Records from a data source
§ §

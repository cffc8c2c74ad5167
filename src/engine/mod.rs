//! In-process graph engine: graph store, DOT reader, layout engines and
//! renderers, driven through plugin contexts and reporting problems through
//! a process-wide diagnostic sink.

pub mod context;
pub mod diag;
pub mod graph;
pub mod html;
pub mod layout;
pub mod plugin;
pub mod read;
pub mod render;

pub use context::{Context, RenderData};
pub use graph::{Desc, EdgeId, Graph, NodeId, ObjKind, ObjRef, SubgraphId, Value};

/// An engine call failed. The reason was reported through [`diag`].
#[derive(Debug, Clone, Copy, PartialEq, Eq)]
pub struct Failure;
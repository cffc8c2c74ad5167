//! Error channel.
//!
//! The engine reports diagnostics through one process-wide sink. The channel
//! collects those lines for the duration of a single boundary call so they
//! can be merged into that call's error value.
//!
//! Boundary calls run inside a [`Session`], which holds the boundary-wide
//! lock for its whole lifetime and resets the channel on entry. Two calls
//! therefore never interleave their diagnostics.

use std::sync::{Mutex, MutexGuard};

use crate::engine::diag::{self, Severity, SinkAction};

/// Capacity of the collected text, separators included.
pub const CAPACITY: usize = 1024;

static BOUNDARY: Mutex<()> = Mutex::new(());
static CHANNEL: Mutex<ErrorChannel> = Mutex::new(ErrorChannel::new());

/// Bounded, newline-separated diagnostic text.
#[derive(Debug, Default)]
pub struct ErrorChannel {
    text: String,
}

impl ErrorChannel {
    pub const fn new() -> Self {
        Self {
            text: String::new(),
        }
    }

    pub fn clear(&mut self) {
        self.text.clear();
    }

    /// Append one line. Lines that would not fit are dropped whole.
    pub fn append(&mut self, line: &str) {
        if self.text.len() + line.len() + 1 >= CAPACITY {
            return;
        }
        if !self.text.is_empty() {
            self.text.push('\n');
        }
        self.text.push_str(line);
    }

    pub fn is_empty(&self) -> bool {
        self.text.is_empty()
    }

    pub fn text(&self) -> &str {
        &self.text
    }
}

fn channel() -> MutexGuard<'static, ErrorChannel> {
    CHANNEL.lock().unwrap_or_else(|e| e.into_inner())
}

/// The sink registered with the engine while a session is open.
pub fn channel_sink(line: &str) -> SinkAction {
    channel().append(line);
    SinkAction::Continue
}

/// Clear collected text and point the engine's diagnostics at this channel,
/// warnings included.
pub fn reset() {
    channel().clear();
    diag::set_error_sink(channel_sink);
    diag::set_error_threshold(Severity::Warning);
    diag::reset_errors();
}

/// One boundary call's exclusive hold on the engine.
pub struct Session {
    _guard: MutexGuard<'static, ()>,
}

impl Session {
    /// Take the boundary lock and reset the channel.
    pub fn begin() -> Self {
        let guard = BOUNDARY.lock().unwrap_or_else(|e| e.into_inner());
        reset();
        Session { _guard: guard }
    }

    pub fn has_diagnostics(&self) -> bool {
        !channel().is_empty()
    }

    /// Collected text, if any.
    pub fn diagnostics(&self) -> Option<String> {
        let channel = channel();
        (!channel.is_empty()).then(|| channel.text().to_string())
    }

    /// Collected text, or `fallback` when nothing was collected.
    pub fn error_or(&self, fallback: &str) -> String {
        self.diagnostics().unwrap_or_else(|| fallback.to_string())
    }
}

#[cfg(test)]
#[path = "../tests/rust/test_diagnostics.rs"]
mod tests;
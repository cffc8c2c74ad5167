//! HTML-like attribute values.
//!
//! Values written as `<...>` in DOT text, or passed through [`strdup_html`],
//! keep their markup. They are checked when the owning graph is laid out;
//! renderers draw the markup-free text.

use std::sync::LazyLock;

use regex::Regex;

use super::graph::Value;

static TAG: LazyLock<Regex> = LazyLock::new(|| {
    Regex::new(r"<(/?)([A-Za-z][A-Za-z0-9]*)\b[^<>]*?(/?)>").expect("tag pattern is valid")
});

const CONTAINERS: &[&str] = &[
    "TABLE", "TR", "TD", "FONT", "B", "I", "U", "O", "S", "SUB", "SUP",
];
const EMPTY_ELEMENTS: &[&str] = &["BR", "HR", "VR", "IMG"];

/// Mark `text` as an HTML-like value.
pub fn strdup_html(text: &str) -> Value {
    Value {
        text: text.to_string(),
        html: true,
    }
}

/// Check that every tag is known and properly nested.
pub fn validate(text: &str) -> Result<(), String> {
    let mut open: Vec<String> = Vec::new();
    let mut last = 0;

    for caps in TAG.captures_iter(text) {
        let Some(whole) = caps.get(0) else { continue };
        check_text(&text[last..whole.start()])?;
        last = whole.end();

        let closing = !caps[1].is_empty();
        let name = caps[2].to_ascii_uppercase();
        let self_closing = !caps[3].is_empty();

        if EMPTY_ELEMENTS.contains(&name.as_str()) {
            if closing && open.last() == Some(&name) {
                open.pop();
            }
            continue;
        }
        if !CONTAINERS.contains(&name.as_str()) {
            return Err(format!("unknown HTML element <{}>", &caps[2]));
        }
        if self_closing {
            continue;
        }
        if closing {
            match open.pop() {
                Some(top) if top == name => {}
                Some(top) => return Err(format!("</{name}> does not close <{top}>")),
                None => return Err(format!("</{name}> has no opening tag")),
            }
        } else {
            open.push(name);
        }
    }
    check_text(&text[last..])?;

    match open.pop() {
        Some(top) => Err(format!("<{top}> is never closed")),
        None => Ok(()),
    }
}

fn check_text(segment: &str) -> Result<(), String> {
    if segment.contains('<') || segment.contains('>') {
        return Err(format!("stray markup near '{}'", segment.trim()));
    }
    Ok(())
}

/// Markup-free text: `<BR/>` becomes a line break, other tags vanish and the
/// basic entities are decoded.
pub fn strip(text: &str) -> String {
    let mut out = String::with_capacity(text.len());
    let mut last = 0;
    for caps in TAG.captures_iter(text) {
        let Some(whole) = caps.get(0) else { continue };
        out.push_str(&text[last..whole.start()]);
        if caps[2].eq_ignore_ascii_case("BR") {
            out.push('\n');
        }
        last = whole.end();
    }
    out.push_str(&text[last..]);
    out.replace("&lt;", "<")
        .replace("&gt;", ">")
        .replace("&quot;", "\"")
        .replace("&amp;", "&")
}

#[cfg(test)]
#[path = "../../tests/rust/test_engine_html.rs"]
mod tests;
//! DOT text reader.
//!
//! Input is consumed as a stream: [`mem_read`] with `Some(text)` starts a new
//! stream and returns its first graph; with `None` it returns the next graph
//! of the current stream, or `None` once the stream is exhausted. A syntax
//! error reports a diagnostic and discards the rest of the stream.

use std::ffi::CStr;
use std::fmt;
use std::sync::Mutex;

use super::diag;
use super::graph::{Desc, Graph, NodeId, ObjKind, ObjRef, SubgraphId, Value};
use super::html;

static STREAM: Mutex<Option<Cursor>> = Mutex::new(None);

/// Deepest subgraph nesting the reader accepts.
pub const MAX_SUBGRAPH_DEPTH: usize = 200;

/// Read one graph from the process-wide input stream.
pub fn mem_read(text: Option<&CStr>) -> Option<Graph> {
    let mut stream = STREAM.lock().unwrap_or_else(|e| e.into_inner());
    if let Some(text) = text {
        *stream = Some(Cursor::new(&text.to_string_lossy()));
    }
    let cursor = stream.as_mut()?;

    cursor.skip_ws_and_comments();
    if cursor.eof() {
        *stream = None;
        return None;
    }

    let parsed = Parser::new(cursor).parse_graph();
    match parsed {
        Ok(graph) => {
            cursor.skip_ws_and_comments();
            if cursor.eof() {
                *stream = None;
            }
            Some(graph)
        }
        Err(err) => {
            diag::error(err.to_string());
            *stream = None;
            None
        }
    }
}

/// Whether unread input is still pending in the stream.
#[cfg(test)]
pub(crate) fn stream_pending() -> bool {
    STREAM.lock().unwrap_or_else(|e| e.into_inner()).is_some()
}

/// Parse every graph in `text` without touching the shared stream.
#[cfg(test)]
pub(crate) fn read_all(text: &str) -> Result<Vec<Graph>, SyntaxError> {
    let mut cursor = Cursor::new(text);
    let mut graphs = Vec::new();
    loop {
        cursor.skip_ws_and_comments();
        if cursor.eof() {
            return Ok(graphs);
        }
        graphs.push(Parser::new(&mut cursor).parse_graph()?);
    }
}

// ─── Errors ──────────────────────────────────────────────────────────────────

#[derive(Debug, Clone, PartialEq, Eq)]
pub struct SyntaxError {
    pub line: usize,
    pub near: String,
}

impl fmt::Display for SyntaxError {
    fn fmt(&self, f: &mut fmt::Formatter<'_>) -> fmt::Result {
        write!(f, "syntax error in line {} near '{}'", self.line, self.near)
    }
}

impl std::error::Error for SyntaxError {}

// ─── Cursor ──────────────────────────────────────────────────────────────────

/// Character cursor over DOT source.
#[derive(Debug)]
pub struct Cursor {
    pub src: Vec<char>,
    pub pos: usize,
}

impl Cursor {
    pub fn new(src: &str) -> Self {
        Self {
            src: src.chars().collect(),
            pos: 0,
        }
    }

    pub fn eof(&self) -> bool {
        self.pos >= self.src.len()
    }

    fn current(&self) -> Option<char> {
        self.src.get(self.pos).copied()
    }

    fn at(&self, offset: usize) -> Option<char> {
        self.src.get(self.pos + offset).copied()
    }

    /// Peek whether the next chars match `s`.
    pub fn peek(&self, s: &str) -> bool {
        let mut i = self.pos;
        for c in s.chars() {
            if self.src.get(i) != Some(&c) {
                return false;
            }
            i += 1;
        }
        true
    }

    /// Consume `s` if it matches; returns true if consumed.
    pub fn consume(&mut self, s: &str) -> bool {
        if self.peek(s) {
            self.pos += s.chars().count();
            true
        } else {
            false
        }
    }

    /// 1-based line number of `pos`.
    pub fn line_at(&self, pos: usize) -> usize {
        self.src[..pos.min(self.src.len())]
            .iter()
            .filter(|&&c| c == '\n')
            .count()
            + 1
    }

    fn at_line_start(&self) -> bool {
        let mut i = self.pos;
        while i > 0 {
            match self.src[i - 1] {
                '\n' => return true,
                ' ' | '\t' | '\r' => i -= 1,
                _ => return false,
            }
        }
        true
    }

    /// Skip whitespace, `//` and `/* */` comments, and `#` lines.
    pub fn skip_ws_and_comments(&mut self) {
        loop {
            match self.current() {
                Some(c) if c.is_whitespace() => self.pos += 1,
                Some('#') if self.at_line_start() => self.skip_line(),
                Some('/') if self.at(1) == Some('/') => self.skip_line(),
                Some('/') if self.at(1) == Some('*') => {
                    self.pos += 2;
                    while !self.eof() && !self.peek("*/") {
                        self.pos += 1;
                    }
                    self.consume("*/");
                }
                _ => break,
            }
        }
    }

    fn skip_line(&mut self) {
        while let Some(c) = self.current() {
            if c == '\n' {
                break;
            }
            self.pos += 1;
        }
    }
}
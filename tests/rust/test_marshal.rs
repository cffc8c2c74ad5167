use super::*;

#[test]
fn test_to_native_copies_text() {
    let native = to_native("digraph { a }");
    assert_eq!(native.as_str(), "digraph { a }");
    assert_eq!(native.as_c_str().to_bytes(), b"digraph { a }");
}

#[test]
fn test_to_native_empty() {
    let native = to_native("");
    assert_eq!(native.as_str(), "");
    assert_eq!(native.as_c_str().to_bytes_with_nul(), b"\0");
}

#[test]
fn test_to_native_stops_at_interior_nul() {
    let native = to_native(b"ab\0cd");
    assert_eq!(native.as_str(), "ab");
}

#[test]
fn test_to_native_replaces_invalid_utf8() {
    let native = to_native([b'a', 0xff, b'b']);
    assert_eq!(native.as_str(), "a\u{fffd}b");
}

#[test]
fn test_from_native() {
    let native = to_native("héllo");
    assert_eq!(from_native(Some(native.as_c_str())), "héllo");
    assert_eq!(from_native(None), "");
}

#[test]
fn test_from_native_bytes_keeps_nul() {
    let bytes = [b'x', 0, b'y'];
    assert_eq!(from_native_bytes(Some(&bytes[..])), vec![b'x', 0, b'y']);
    assert!(from_native_bytes(None).is_empty());
}
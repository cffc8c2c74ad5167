use super::*;

#[test]
fn test_add_node_returns_handle() {
    let g = VizGraph::new("g", true, false);
    let a = g.add_node("a");
    assert_eq!(a.name().as_deref(), Some("a"));
    a.set_attribute("color", "red", false);
    assert_eq!(a.attribute("color").as_deref(), Some("red"));
    assert_eq!(g.node_count(), 1);
}

#[test]
fn test_add_edge_returns_handle() {
    let g = VizGraph::new("g", true, false);
    let e = g.add_edge("a", "b");
    assert_eq!(e.tail().and_then(|n| n.name()).as_deref(), Some("a"));
    assert_eq!(e.head().and_then(|n| n.name()).as_deref(), Some("b"));
    e.set_attribute("label", "<b>x</b>", true);
    assert_eq!(e.attribute("label").as_deref(), Some("<b>x</b>"));
    assert_eq!(g.edge_count(), 1);
}

#[test]
fn test_handles_inert_after_graph_freed() {
    let g = VizGraph::new("g", true, false);
    let n = g.add_node("a");
    let e = g.add_edge("a", "b");
    drop(g);
    assert_eq!(n.name(), None);
    n.set_attribute("color", "red", false);
    assert_eq!(n.attribute("color"), None);
    assert!(e.tail().is_none());
}

#[test]
fn test_context_renders_built_graph() {
    let g = VizGraph::new("g", true, false);
    g.add_edge("a", "b").set_attribute("color", "blue", false);
    let ctx = VizContext::new();
    assert!(ctx.layout(&g, "dot").is_ok());
    let svg = ctx.render(&g, "svg").ok().unwrap_or_default();
    assert!(svg.contains("stroke=\"blue\""), "{svg}");
}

§ §

◆ Exercise instructions
Read the lines above. Gather those in which the string "label" is found.

◆ Answer to this problem
    e.set_attribute("label", "<b>x</b>", true);
    assert_eq!(e.attribute("label").as_deref(), Some("<b>x</b>"));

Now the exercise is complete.